─── RECORDS FOR THIS EXERCISE ───

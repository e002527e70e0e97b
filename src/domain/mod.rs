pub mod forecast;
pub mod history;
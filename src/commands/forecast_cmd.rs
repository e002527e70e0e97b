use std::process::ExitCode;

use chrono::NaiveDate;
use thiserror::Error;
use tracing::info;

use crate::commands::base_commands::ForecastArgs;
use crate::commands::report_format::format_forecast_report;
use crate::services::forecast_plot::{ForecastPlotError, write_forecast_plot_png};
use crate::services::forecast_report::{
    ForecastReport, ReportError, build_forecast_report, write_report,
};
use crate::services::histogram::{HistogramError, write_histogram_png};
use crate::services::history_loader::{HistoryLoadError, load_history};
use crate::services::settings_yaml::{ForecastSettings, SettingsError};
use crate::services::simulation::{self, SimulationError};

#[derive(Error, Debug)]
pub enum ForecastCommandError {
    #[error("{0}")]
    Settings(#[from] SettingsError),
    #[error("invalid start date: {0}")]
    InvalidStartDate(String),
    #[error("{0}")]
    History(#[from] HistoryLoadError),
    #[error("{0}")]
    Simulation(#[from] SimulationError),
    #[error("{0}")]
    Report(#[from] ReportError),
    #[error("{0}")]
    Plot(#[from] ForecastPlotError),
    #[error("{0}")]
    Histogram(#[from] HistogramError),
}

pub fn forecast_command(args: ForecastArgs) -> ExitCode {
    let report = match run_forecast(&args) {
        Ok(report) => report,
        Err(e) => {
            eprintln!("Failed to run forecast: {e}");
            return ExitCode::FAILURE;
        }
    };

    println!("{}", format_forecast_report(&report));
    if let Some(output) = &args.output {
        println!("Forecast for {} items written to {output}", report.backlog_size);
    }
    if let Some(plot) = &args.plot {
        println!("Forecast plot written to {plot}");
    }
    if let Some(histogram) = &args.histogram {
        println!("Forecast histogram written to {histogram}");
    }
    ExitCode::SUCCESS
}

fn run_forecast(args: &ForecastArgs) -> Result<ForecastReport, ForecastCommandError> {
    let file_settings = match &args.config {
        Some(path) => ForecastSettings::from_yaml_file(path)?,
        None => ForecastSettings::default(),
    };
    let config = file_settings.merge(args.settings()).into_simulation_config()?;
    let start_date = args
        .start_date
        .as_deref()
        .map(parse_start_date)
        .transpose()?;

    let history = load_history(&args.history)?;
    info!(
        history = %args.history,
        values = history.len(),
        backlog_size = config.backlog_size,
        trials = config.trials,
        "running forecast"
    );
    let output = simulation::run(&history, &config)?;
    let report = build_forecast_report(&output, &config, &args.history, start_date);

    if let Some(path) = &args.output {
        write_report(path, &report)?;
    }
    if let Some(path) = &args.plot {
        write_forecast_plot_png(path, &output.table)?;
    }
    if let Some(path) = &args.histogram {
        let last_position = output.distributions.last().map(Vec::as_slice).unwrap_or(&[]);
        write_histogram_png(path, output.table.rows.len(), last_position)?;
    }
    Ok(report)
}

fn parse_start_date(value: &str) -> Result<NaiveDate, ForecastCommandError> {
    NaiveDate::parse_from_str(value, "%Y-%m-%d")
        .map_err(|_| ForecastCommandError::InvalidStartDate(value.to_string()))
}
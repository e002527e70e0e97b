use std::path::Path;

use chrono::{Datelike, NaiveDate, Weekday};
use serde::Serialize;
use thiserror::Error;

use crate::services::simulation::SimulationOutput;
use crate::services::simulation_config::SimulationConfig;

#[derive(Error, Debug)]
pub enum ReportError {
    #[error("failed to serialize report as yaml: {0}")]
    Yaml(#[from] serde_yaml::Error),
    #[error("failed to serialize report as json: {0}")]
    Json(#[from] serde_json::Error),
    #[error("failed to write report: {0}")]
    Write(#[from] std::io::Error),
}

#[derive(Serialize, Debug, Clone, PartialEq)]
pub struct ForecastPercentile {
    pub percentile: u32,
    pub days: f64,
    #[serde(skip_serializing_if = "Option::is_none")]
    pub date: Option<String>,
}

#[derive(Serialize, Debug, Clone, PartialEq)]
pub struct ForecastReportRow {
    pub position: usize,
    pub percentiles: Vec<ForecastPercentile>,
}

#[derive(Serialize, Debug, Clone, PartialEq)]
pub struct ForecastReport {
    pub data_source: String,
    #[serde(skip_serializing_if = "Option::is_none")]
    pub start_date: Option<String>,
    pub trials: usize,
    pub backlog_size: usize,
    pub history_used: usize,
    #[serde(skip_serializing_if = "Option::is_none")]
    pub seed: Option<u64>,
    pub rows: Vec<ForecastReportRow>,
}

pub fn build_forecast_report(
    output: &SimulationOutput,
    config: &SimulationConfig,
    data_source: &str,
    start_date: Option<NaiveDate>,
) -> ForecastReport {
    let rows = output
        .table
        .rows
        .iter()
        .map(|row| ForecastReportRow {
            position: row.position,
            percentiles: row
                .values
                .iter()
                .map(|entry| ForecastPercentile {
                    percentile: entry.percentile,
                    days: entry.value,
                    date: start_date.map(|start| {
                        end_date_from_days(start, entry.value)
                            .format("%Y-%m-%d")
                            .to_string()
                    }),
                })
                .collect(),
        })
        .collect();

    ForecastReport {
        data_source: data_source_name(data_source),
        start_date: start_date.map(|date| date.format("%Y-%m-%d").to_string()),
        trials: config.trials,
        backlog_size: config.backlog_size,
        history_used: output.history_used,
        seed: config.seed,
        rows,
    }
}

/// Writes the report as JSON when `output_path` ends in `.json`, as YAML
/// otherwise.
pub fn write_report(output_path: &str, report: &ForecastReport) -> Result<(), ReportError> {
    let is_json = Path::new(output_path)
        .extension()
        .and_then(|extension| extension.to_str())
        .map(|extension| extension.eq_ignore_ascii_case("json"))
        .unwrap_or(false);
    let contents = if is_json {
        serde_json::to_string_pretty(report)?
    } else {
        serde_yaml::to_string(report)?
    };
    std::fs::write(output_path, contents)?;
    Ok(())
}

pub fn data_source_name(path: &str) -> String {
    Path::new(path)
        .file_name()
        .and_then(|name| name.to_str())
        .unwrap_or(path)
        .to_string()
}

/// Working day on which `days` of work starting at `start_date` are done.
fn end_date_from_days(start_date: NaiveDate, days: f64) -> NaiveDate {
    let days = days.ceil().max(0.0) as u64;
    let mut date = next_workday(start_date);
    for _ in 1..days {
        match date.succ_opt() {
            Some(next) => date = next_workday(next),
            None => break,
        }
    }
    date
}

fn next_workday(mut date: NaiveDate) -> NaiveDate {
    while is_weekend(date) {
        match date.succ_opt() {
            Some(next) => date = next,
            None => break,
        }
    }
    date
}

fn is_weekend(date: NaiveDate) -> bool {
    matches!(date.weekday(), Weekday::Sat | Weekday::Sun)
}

───

THE TASK
I'd like the number of lines above that contain the word "commands", and nothing besides that number.

SOLUTION FOR THIS EXERCISE
3